Nihilism is also, like quite many philosphical ideas, to be very strange and, if may say, stupid.

Moral values falesly invented? Find that as a odd statement. They had to come from somewhere, which is from people.

Even though society has a certain ethic which they have to make everything work doesn't mean that the moral values is just invented by the society, or an goverment to control the people and keep everything together.

I do know moral values is diffrent between cultures. In some is it totally natural for women to go around topless, but here would it be morally wrong. Mostly becuase people would say "But, think aout the children!!!" and so on.

There are other diffrences to, quite many depending were in the world you are. But when it comes to killing, hurting, abusing, pedofilia, necrofilia, kannabalism and so on is it allways the same where ever you go. People find it to be wrong, it's an natrual intinct and most of these things does our empathical part of the brain repsond to.

But yes, some of the things I mentioned above is approved in some cultures. How could it be accepted there? Take a look at kannabalistic cultures, like headhunters. They do it because of what reason? Is it because they find humans to taste good? That it's fun to hunt down human and is a good way of spending your time? No, it's because of religion. They eat the one they killed, or parts of it which usally is the brain. I know zombie style. Because their spirit won't be haunting the area.

Why do they kill someone and eat him? What is the reason?

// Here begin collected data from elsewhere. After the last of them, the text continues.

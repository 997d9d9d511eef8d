//! Integration tests for the submission dispatcher
//!
//! Covers the envelope returned for each outcome:
//! - success, validation failure and unhandled intents
//! - handler errors downgraded to 500
//! - multipart limits enforced before any handler runs
//! - hooks short-circuiting and overriding replies

use axum::body::Body;
use axum::http::{Request, StatusCode, Uri};
use axum::response::{IntoResponse, Redirect};
use intent_forms::*;
use pretty_assertions::assert_eq;
use serde_json::json;
use std::sync::atomic::{AtomicUsize, Ordering};
use std::sync::Arc;

fn schema() -> Schema {
    Schema::intents([
        ("createUser", Schema::object([("name", Schema::string())])),
        ("deleteUser", Schema::object([("id", Schema::integer())])),
    ])
}

fn post(fields: &[(&str, &str)]) -> FormRequest {
    FormRequest::post(Uri::from_static("/users"), fields.iter().copied().collect())
}

fn envelope(reply: Reply) -> serde_json::Value {
    serde_json::to_value(reply.envelope().expect("envelope reply")).unwrap()
}

#[tokio::test]
async fn test_dispatch_success() {
    let dispatcher = FormDispatcher::new(schema()).on("createUser", |_submission: Submission| async move {
        Ok::<_, Thrown>(None)
    });

    let reply = dispatcher
        .dispatch(post(&[("_intent", "createUser"), ("name", "Ada")]))
        .await
        .unwrap();

    assert_eq!(
        envelope(reply),
        json!({
            "intent": "createUser",
            "message": "Success",
            "payload": null,
            "status": 200,
            "validation": {"success": true, "data": {"name": "Ada"}}
        })
    );
}

#[tokio::test]
async fn test_dispatch_validation_failure() {
    let calls = Arc::new(AtomicUsize::new(0));
    let seen = calls.clone();

    let dispatcher = FormDispatcher::new(schema()).on("createUser", move |submission: Submission| {
        let seen = seen.clone();
        async move {
            seen.fetch_add(1, Ordering::SeqCst);
            assert!(!submission.validation.is_success());
            Ok::<_, Thrown>(None)
        }
    });

    let reply = dispatcher.dispatch(post(&[("_intent", "createUser")])).await.unwrap();
    let envelope = reply.into_envelope().unwrap();

    assert_eq!(calls.load(Ordering::SeqCst), 1);
    assert!(!envelope.validation.is_success());

    let name = Path::parse("name").unwrap();
    assert_eq!(envelope.validation.error().unwrap().issues_at(&name).len(), 1);
    assert_eq!(envelope.validation.issues()[0].path.as_str(), "name");
}

#[tokio::test]
async fn test_dispatch_unhandled_intent() {
    let dispatcher = FormDispatcher::new(schema()).on("createUser", |_submission: Submission| async move {
        Ok::<_, Thrown>(None)
    });

    let reply = dispatcher.dispatch(post(&[("_intent", "doesNotExist")])).await.unwrap();
    let envelope = reply.into_envelope().unwrap();

    assert_eq!(envelope.status, StatusCode::NOT_IMPLEMENTED);
    assert_eq!(envelope.message, "Not Implemented");
    assert_eq!(envelope.intent, "doesNotExist");
}

#[tokio::test]
async fn test_dispatch_handler_error() {
    let dispatcher = FormDispatcher::new(schema()).on("createUser", |_submission: Submission| async move {
        Err::<Option<Reply>, _>(Thrown::from(anyhow::anyhow!("database unavailable")))
    });

    let reply = dispatcher
        .dispatch(post(&[("_intent", "createUser"), ("name", "Ada")]))
        .await
        .unwrap();
    let envelope = reply.into_envelope().unwrap();

    assert_eq!(envelope.status, StatusCode::INTERNAL_SERVER_ERROR);
    assert_eq!(envelope.message, "Error");
    assert_eq!(envelope.payload.as_error().unwrap().to_string(), "database unavailable");
    assert!(envelope.validation.is_success());
}

#[tokio::test]
async fn test_dispatch_handler_reply_replaces_envelope() {
    let dispatcher = FormDispatcher::new(schema()).on("createUser", |submission: Submission| async move {
        let created = submission
            .response
            .with_status(StatusCode::CREATED)
            .with_payload(json!({"id": 1}));
        Ok::<_, Thrown>(Some(created.into()))
    });

    let reply = dispatcher
        .dispatch(post(&[("_intent", "createUser"), ("name", "Ada")]))
        .await
        .unwrap();

    let json = envelope(reply);
    assert_eq!(json["status"], json!(201));
    assert_eq!(json["payload"], json!({"id": 1}));
}

#[tokio::test]
async fn test_dispatch_thrown_redirect_passes_through() {
    let dispatcher = FormDispatcher::new(schema()).on("createUser", |_submission: Submission| async move {
        Err::<Option<Reply>, _>(Thrown::redirect("/users/1"))
    });

    let reply = dispatcher
        .dispatch(post(&[("_intent", "createUser"), ("name", "Ada")]))
        .await
        .unwrap();

    assert!(reply.envelope().is_none());
    assert_eq!(reply.status(), StatusCode::SEE_OTHER);
}

#[tokio::test]
async fn test_multipart_file_limit_before_handler() {
    let calls = Arc::new(AtomicUsize::new(0));
    let seen = calls.clone();

    let dispatcher = FormDispatcher::new(schema())
        .config(FormsConfig::default().with_limits(UploadLimits::default().with_max_files(1)))
        .on("createUser", move |_submission: Submission| {
            let seen = seen.clone();
            async move {
                seen.fetch_add(1, Ordering::SeqCst);
                Ok::<_, Thrown>(None)
            }
        });

    let body = concat!(
        "--XYZ\r\n",
        "Content-Disposition: form-data; name=\"_intent\"\r\n\r\n",
        "createUser\r\n",
        "--XYZ\r\n",
        "Content-Disposition: form-data; name=\"a\"; filename=\"a.txt\"\r\n\r\n",
        "a\r\n",
        "--XYZ\r\n",
        "Content-Disposition: form-data; name=\"b\"; filename=\"b.txt\"\r\n\r\n",
        "b\r\n",
        "--XYZ--\r\n",
    );

    let request = Request::builder()
        .method("POST")
        .uri("/users")
        .header("content-type", "multipart/form-data; boundary=XYZ")
        .body(Body::from(body))
        .unwrap();

    let err = dispatcher.dispatch(FormRequest::from_axum(request)).await.unwrap_err();

    assert!(matches!(
        err,
        FormError::UploadLimitExceeded {
            limit: UploadLimit::FileCount,
            max: 1
        }
    ));
    assert_eq!(err.status(), StatusCode::PAYLOAD_TOO_LARGE);
    assert_eq!(calls.load(Ordering::SeqCst), 0);
}

#[tokio::test]
async fn test_multipart_submission_reaches_handler() {
    let dispatcher = FormDispatcher::new(schema()).on("createUser", |submission: Submission| async move {
        assert_eq!(submission.data.get("name").and_then(Value::as_str), Some("Ada"));
        Ok::<_, Thrown>(None)
    });

    let body = concat!(
        "--XYZ\r\n",
        "Content-Disposition: form-data; name=\"_intent\"\r\n\r\n",
        "createUser\r\n",
        "--XYZ\r\n",
        "Content-Disposition: form-data; name=\"name\"\r\n\r\n",
        "Ada\r\n",
        "--XYZ--\r\n",
    );

    let request = FormRequest::with_body(Uri::from_static("/users"), "multipart/form-data; boundary=XYZ", body);
    let reply = dispatcher.dispatch(request).await.unwrap();

    assert_eq!(reply.status(), StatusCode::OK);
}

#[tokio::test]
async fn test_before_hook_short_circuits() {
    let calls = Arc::new(AtomicUsize::new(0));
    let seen = calls.clone();

    let dispatcher = FormDispatcher::new(schema())
        .hooks(Hooks::new().before(|form: &FormData| {
            if form.has("honeypot") {
                return Err(Redirect::to("/").into_response().into());
            }
            Ok(())
        }))
        .on("createUser", move |_submission: Submission| {
            let seen = seen.clone();
            async move {
                seen.fetch_add(1, Ordering::SeqCst);
                Ok::<_, Thrown>(None)
            }
        });

    let reply = dispatcher
        .dispatch(post(&[("_intent", "createUser"), ("name", "Ada"), ("honeypot", "1")]))
        .await
        .unwrap();

    assert_eq!(reply.status(), StatusCode::SEE_OTHER);
    assert_eq!(calls.load(Ordering::SeqCst), 0);
}

#[tokio::test]
async fn test_after_hook_runs_and_overrides() {
    let dispatcher = FormDispatcher::new(schema())
        .hooks(Hooks::new().after(|_form: &FormData| {
            Err(FormResponse::new("createUser", "Overridden")
                .with_status(StatusCode::ACCEPTED)
                .into())
        }))
        .on("createUser", |_submission: Submission| async move {
            Err::<Option<Reply>, _>(Thrown::from(anyhow::anyhow!("boom")))
        });

    let reply = dispatcher
        .dispatch(post(&[("_intent", "createUser"), ("name", "Ada")]))
        .await
        .unwrap();
    let envelope = reply.into_envelope().unwrap();

    assert_eq!(envelope.status, StatusCode::ACCEPTED);
    assert_eq!(envelope.message, "Overridden");
}

#[tokio::test]
async fn test_after_validate_replaces_result() {
    let dispatcher = FormDispatcher::new(schema())
        .hooks(Hooks::new().after_validate(|validation: &Validation| {
            Ok(Some(Validation::Success {
                data: validation.data().clone(),
            }))
        }))
        .on("createUser", |submission: Submission| async move {
            assert!(submission.validation.is_success());
            Ok::<_, Thrown>(None)
        });

    let reply = dispatcher.dispatch(post(&[("_intent", "createUser")])).await.unwrap();
    assert!(reply.envelope().unwrap().validation.is_success());
}

#[tokio::test]
async fn test_default_handler_gets_whole_schema() {
    let dispatcher = FormDispatcher::new(schema()).default(|submission: Submission| async move {
        assert_eq!(submission.intent, "default");
        assert!(submission.schema.intent("createUser").is_some());
        assert!(submission.validation.issues().is_empty());
        Ok::<_, Thrown>(None)
    });

    let reply = dispatcher.dispatch(post(&[("name", "Ada")])).await.unwrap();
    let json = envelope(reply);

    assert_eq!(json["intent"], json!("default"));
    assert_eq!(json["status"], json!(200));
    assert_eq!(
        json["validation"],
        json!({"success": false, "input": {"name": "Ada"}, "error": {"issues": []}})
    );
}

#[tokio::test]
async fn test_urlencoded_body_nested_fields() {
    let dispatcher = FormDispatcher::new(Schema::intents([(
        "order",
        Schema::object([(
            "items",
            Schema::array(Schema::object([
                ("sku", Schema::string()),
                ("qty", Schema::integer()),
            ])),
        )]),
    )]))
    .on("order", |submission: Submission| async move {
        assert_eq!(
            submission.validation.data().to_json(),
            json!({"items": [{"sku": "A1", "qty": 2}, {"sku": "B2", "qty": 1}]})
        );
        Ok::<_, Thrown>(None)
    });

    let request = FormRequest::with_body(
        Uri::from_static("/orders"),
        "application/x-www-form-urlencoded",
        "_intent=order&items%5B0%5D.sku=A1&items%5B0%5D.qty=2&items%5B1%5D.sku=B2&items%5B1%5D.qty=1",
    );

    let reply = dispatcher.dispatch(request).await.unwrap();
    assert_eq!(reply.status(), StatusCode::OK);
}

#[tokio::test]
async fn test_reply_into_axum_response() {
    let dispatcher = FormDispatcher::new(schema());
    let reply = dispatcher.dispatch(post(&[("_intent", "createUser")])).await.unwrap();

    let response = reply.into_response();
    assert_eq!(response.status(), StatusCode::NOT_IMPLEMENTED);

    let bytes = axum::body::to_bytes(response.into_body(), usize::MAX).await.unwrap();
    let json: serde_json::Value = serde_json::from_slice(&bytes).unwrap();
    assert_eq!(json["message"], json!("Not Implemented"));
}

They do kill enemies from other tibes, but it's ofently that they don't eat them.

The reason why they do waht they do is because they just eat persons that are concidred to be evil, and those people is not concidered to be human either. What is in their culture concidered to be an evil act? It is as it is for us: killing another human, absuing, violationg, raping and so on.

Even kannibals have the same moral values as we do.
- Science is not trying to create an answer like religion, it tries to find an answer.